Campaigners take legal action over NHS policy preventing access to autism and ADHD assessments
Lawyers have called for the immediate suspension of an NHS decision to refuse autism and ADHD assessments to adults.
A legal letter on behalf of the disabled-led York Disability Rights Forum lists multiple ways in which NHS leaders for York and North Yorkshire are breaching legal and statutory responsibilities, national care guidelines and the NHS constitution, with their decision to withhold nearly all assessments for ADHD and autism.
If the pilot policy is not suspended, legal proceedings are expected to be brought against the North Yorkshire and Humber integrated care board (ICB), the letter from Bindmans LLP warns.
The legal challenge follows the huge success of York Disability Rights Forum’s crowdfunding campaign which has raised more than £7000 and garnered national support from campaigners and charities. The National Autistic Society is among the supporters, cautioning that these restrictions could be a sign of things to come for neurodivergent people living throughout the UK.
An FOI request has shown that 90 per cent of those seeking autism and ADHD assessments in York and North Yorkshire have been rejected by the pilot since March and will not receive any assessment, diagnosis or treatment from the NHS.
GPs are no longer able to refer patients and instead have to direct them to an online survey which only grants assessment to those facing ‘immediate and life threatening health or family breakdown issues’.
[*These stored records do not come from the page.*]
//! Expiry and Resend Jobs

use chrono::{DateTime, Utc};
use correlation::IncidentStore;
use dynatrace_client::DynatraceApi;
use std::sync::Arc;
use std::time::Duration;
use storage::StorageError;
use tracing::{error, info};

/// Outcome of a resend pass
#[derive(Debug, Clone, Copy, Default, PartialEq, Eq)]
pub struct ResendReport {
    pub sent: usize,
    pub failed: usize,
}

/// Maintenance jobs over the incident cache
pub struct IncidentJobs {
    api: Arc<dyn DynatraceApi>,
    incidents: Arc<IncidentStore>,
    /// Age after which an incident is forgotten
    retention: Duration,
}

impl IncidentJobs {
    pub fn new(api: Arc<dyn DynatraceApi>, incidents: Arc<IncidentStore>, retention: Duration) -> Self {
        Self {
            api,
            incidents,
            retention,
        }
    }

    /// Drop incidents created more than the retention period before `now`.
    /// Returns the number of incidents removed.
    pub async fn expire_stale(&self, now: DateTime<Utc>) -> Result<usize, StorageError> {
        let retention = self.retention;
        let removed = self
            .incidents
            .mutate(|cache| {
                let before = cache.problems.len();
                cache.problems.retain(|hash, record| {
                    // Records stamped in the future count as fresh
                    let expired = now
                        .signed_duration_since(record.created_at)
                        .to_std()
                        .map(|alive| alive > retention)
                        .unwrap_or(false);
                    if expired {
                        info!(
                            hash = %hash,
                            "Expiring incident created at {}", record.created_at
                        );
                        false
                    } else {
                        true
                    }
                });
                before - cache.problems.len()
            })
            .await?;

        if removed > 0 {
            info!("Expired {} stale incidents", removed);
        }
        Ok(removed)
    }

    /// Push every tracked event again so Dynatrace keeps the problem open
    /// past the event timeout. Failures are logged and counted.
    pub async fn resend(&self) -> ResendReport {
        let cache = self.incidents.load().await;
        let mut report = ResendReport::default();

        for (hash, record) in &cache.problems {
            match self.api.create_event(&record.event).await {
                Ok(result) => {
                    report.sent += 1;
                    info!(
                        hash = %hash,
                        "Re-sent event {:?}", result.stored_correlation_ids
                    );
                }
                Err(e) => {
                    report.failed += 1;
                    error!(hash = %hash, "Could not re-send event: {}", e);
                }
            }
        }

        info!(
            "Resend done: {} sent, {} failed",
            report.sent, report.failed
        );
        report
    }
}
//! Dynatrace Alertmanager Receiver
//!
//! Webhook server that forwards Alertmanager notifications to Dynatrace and
//! runs the incident cache maintenance jobs next to it.

use axum::{
    routing::{get, post},
    Router,
};
use correlation::{open_incident_store, Controller, DeviceRegistry, Reconciler};
use dynatrace_client::{DynatraceApi, DynatraceClient, DynatraceError};
use metrics_exporter_prometheus::{PrometheusBuilder, PrometheusHandle};
use scheduler::{IncidentJobs, JobScheduler};
use std::path::Path;
use std::sync::Arc;
use std::time::{Duration, Instant};
use thiserror::Error;
use tokio::signal;
use tokio::sync::broadcast;
use tower_http::{timeout::TimeoutLayer, trace::TraceLayer};
use tracing::{error, info, warn, Level};
use tracing_appender::non_blocking::{NonBlocking, WorkerGuard};
use tracing_appender::rolling::{RollingFileAppender, Rotation};
use tracing_subscriber::{filter::LevelFilter, fmt, prelude::*, Layer};

pub mod settings;
mod routes;

pub use settings::ReceiverConfig;
pub use routes::{health::HealthResponse, webhook::WebhookResponse};

/// Errors that stop the receiver
#[derive(Error, Debug)]
pub enum ServerError {
    #[error("Configuration error: {0}")]
    Config(String),

    #[error("Logging setup failed: {0}")]
    Logging(String),

    #[error("Metrics setup failed: {0}")]
    Metrics(String),

    #[error("Dynatrace client error: {0}")]
    Client(#[from] DynatraceError),

    #[error("IO error: {0}")]
    Io(#[from] std::io::Error),
}

/// Application state shared across handlers
pub struct AppState {
    pub controller: Arc<Controller>,
    /// Prometheus exposition, absent when metrics are disabled
    pub metrics: Option<PrometheusHandle>,
    pub version: String,
    pub start_time: Instant,
}

/// Everything the receiver runs, wired together
pub struct Receiver {
    pub state: Arc<AppState>,
    pub scheduler: JobScheduler,
}

impl Receiver {
    /// Wire the controller, caches and jobs around `api`
    pub fn assemble(
        config: &ReceiverConfig,
        api: Arc<dyn DynatraceApi>,
        metrics: Option<PrometheusHandle>,
    ) -> Self {
        let controller_config = config.controller_config();
        let job_config = config.job_config();
        info!("Using cache directory {}", config.cache.dir.display());

        let incidents = Arc::new(open_incident_store(&config.cache.dir));
        let devices = Arc::new(DeviceRegistry::new(
            &config.cache.dir,
            api.clone(),
            controller_config.device_group.clone(),
        ));
        let reconciler = Arc::new(Reconciler::new(api.clone(), incidents.clone()));
        let jobs = Arc::new(IncidentJobs::new(
            api.clone(),
            incidents.clone(),
            job_config.retention,
        ));

        let controller = Arc::new(Controller::new(
            api,
            devices,
            incidents,
            reconciler.clone(),
            controller_config,
        ));

        Self {
            state: Arc::new(AppState {
                controller,
                metrics,
                version: env!("CARGO_PKG_VERSION").to_string(),
                start_time: Instant::now(),
            }),
            scheduler: JobScheduler::new(jobs, reconciler, job_config),
        }
    }
}

/// Create the application router
pub fn create_router(state: Arc<AppState>, request_timeout: Duration) -> Router {
    Router::new()
        .route("/webhook", post(routes::webhook::receive))
        .route("/health", get(routes::health::health))
        .route("/metrics", get(routes::metrics::render))
        .layer(TraceLayer::new_for_http())
        .layer(TimeoutLayer::new(request_timeout))
        .with_state(state)
}

/// Prefix of the rotated log files
pub const LOG_FILE_PREFIX: &str = "dynatrace-receiver";

/// Initialize logging to stdout and, with `config.dir` set, to daily rotated
/// files.
///
/// The returned guard flushes the file writer when dropped and must be held
/// until the receiver exits.
pub fn init_logging(config: &settings::LoggingConfig) -> Result<Option<WorkerGuard>, ServerError> {
    let level: Level = config
        .level
        .parse()
        .map_err(|_| ServerError::Logging(format!("unknown log level {}", config.level)))?;

    let stdout = if config.json {
        fmt::layer().json().with_target(true).boxed()
    } else {
        fmt::layer().with_target(true).boxed()
    };

    let (file, guard) = match &config.dir {
        Some(dir) => {
            let (writer, guard) = log_file_writer(dir, config.max_files)?;
            let layer = fmt::layer().with_writer(writer).with_ansi(false);
            (Some(layer), Some(guard))
        }
        None => (None, None),
    };

    tracing_subscriber::registry()
        .with(stdout)
        .with(file)
        .with(LevelFilter::from_level(level))
        .try_init()
        .map_err(|e| ServerError::Logging(e.to_string()))?;

    if let Some(dir) = &config.dir {
        info!("Writing log files to {}", dir.display());
    }
    Ok(guard)
}

/// Non-blocking writer over daily rotated files in `dir`
fn log_file_writer(dir: &Path, max_files: usize) -> Result<(NonBlocking, WorkerGuard), ServerError> {
    std::fs::create_dir_all(dir)?;
    let appender = RollingFileAppender::builder()
        .rotation(Rotation::DAILY)
        .filename_prefix(LOG_FILE_PREFIX)
        .filename_suffix("log")
        .max_log_files(max_files.max(1))
        .build(dir)
        .map_err(|e| ServerError::Logging(format!("cannot log to {}: {}", dir.display(), e)))?;
    Ok(tracing_appender::non_blocking(appender))
}

/// Install the global Prometheus recorder
pub fn init_metrics() -> Result<PrometheusHandle, ServerError> {
    PrometheusBuilder::new()
        .install_recorder()
        .map_err(|e| ServerError::Metrics(e.to_string()))
}

async fn shutdown_signal() {
    let ctrl_c = async {
        if let Err(e) = signal::ctrl_c().await {
            error!("Failed to install Ctrl+C handler: {}", e);
        }
    };

    #[cfg(unix)]
    let terminate = async {
        match signal::unix::signal(signal::unix::SignalKind::terminate()) {
            Ok(mut s) => {
                s.recv().await;
            }
            Err(e) => {
                error!("Failed to install signal handler: {}", e);
                std::future::pending::<()>().await;
            }
        }
    };

    #[cfg(not(unix))]
    let terminate = std::future::pending::<()>();

    tokio::select! {
        _ = ctrl_c => {},
        _ = terminate => {},
    }
    info!("Shutdown signal received");
}

/// Run the receiver until a shutdown signal arrives
pub async fn run_server(config: ReceiverConfig) -> Result<(), ServerError> {
    let addr = config.socket_addr().map_err(ServerError::Config)?;
    let api: Arc<dyn DynatraceApi> = Arc::new(DynatraceClient::new(config.client_config())?);

    let metrics = if config.metrics.enabled {
        Some(init_metrics()?)
    } else {
        None
    };

    let receiver = Receiver::assemble(&config, api, metrics);
    match receiver.state.controller.devices().backfill_display_names().await {
        Ok(0) => {}
        Ok(updated) => info!("Backfilled display names of {} custom devices", updated),
        Err(e) => warn!("Could not backfill custom device names: {}", e),
    }

    let (shutdown_tx, _) = broadcast::channel(1);
    let jobs = receiver.scheduler.spawn(&shutdown_tx);

    let app = create_router(receiver.state, config.request_timeout());
    info!("Starting webhook on {}", addr);

    let listener = tokio::net::TcpListener::bind(addr).await?;
    axum::serve(listener, app)
        .with_graceful_shutdown(shutdown_signal())
        .await?;

    let _ = shutdown_tx.send(());
    for job in jobs {
        if let Err(e) = job.await {
            warn!("Background job ended abnormally: {}", e);
        }
    }

    info!("Receiver stopped");
    Ok(())
}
Heartbreaking testimony from those seeking assessment has shown how some have been pushed into crisis or have been left unable to access life-saving treatment or support, as campaigners warn of the significantly elevated suicide risk among those people with autism and ADHD.
Government strategy on suicide prevention published this week highlighted that “undiagnosed or late-diagnosed autism may be a preventable risk factor for suicide and, therefore, earlier identification and timely access to autism assessment services is vital”. And the risk of suicide for those with ADHD was not mentioned in this strategy, despite one in ten men and boys and one in four women and girls with ADHD attempting suicide at some point in their lives.
Hilary Conroy, from York Disability Rights Forum (YDRF), said: “Adults seeking autism and ADHD assessments have often been struggling their whole lives and have spent many hours, sometimes years, reading, filling in questionnaires and researching before approaching their GP. For the NHS to reject them outright and provide an online survey instead of care is appalling, and we must do everything we can to reinstate proper assessment, diagnosis and treatment for this highly vulnerable group.”
The ICB have said that the pilot allows them to ensure those who are most at risk are prioritised for care. However, YDRF are aware of patients who were accepted by the pilot scheme in March and have not yet had any contact or been invited to assessment six months later.
Henry Shelford, of ADHD UK, said: ”We are greatly concerned about the pilot in York and North Yorkshire, as it sets a precedent to deny NICE-recommended NHS care to people in need. We understand that this pilot creates a two-tier list – the first tier gets treated, and the second tier is effectively never treated.
“This pilot means people in medical need are coming forward for help, their GP is recommending that help, formally referring them for Assessment, but they’re then being denied it.”
Warning that the pilot could be extended nationally and to other conditions, including depression or eating disorders, he added: “They are taking advantage of the stigma around ADHD, the lack of public understanding of the severity of ADHD, to test an NHS denial-of-care strategy that can grow to affect everyone. It is in everyone’s interest that this pilot be cancelled.
“We have written to the ICB to urge them to cease this pilot, return to providing ADHD Assessments based on clinical need as properly directed by a GP, and seek to return to providing the complete mental healthcare provision the people of York deserve”.
Emily Douse, of Healthwatch York, said they were concerned the decision was made to extend the pilot before receiving feedback from those affected. ”We’re yet to understand if, when, and how the ICB will address the concerns raised by professionals and the public.”
Gemma Barstow, of Spectrum First, who provide specialist support to students said: ”Autistic and ADHD students are significantly disadvantaged due to barriers in Higher Education. One of the ways in which this is mitigated is through a support provision from Disabled Students Allowance, which provides specialist equipment and professional support to these students at University. The criteria for accessing this is a diagnosis, or to be on a waiting list for a diagnosis, neither of which are now accessible for autistic and ADHD students in York.”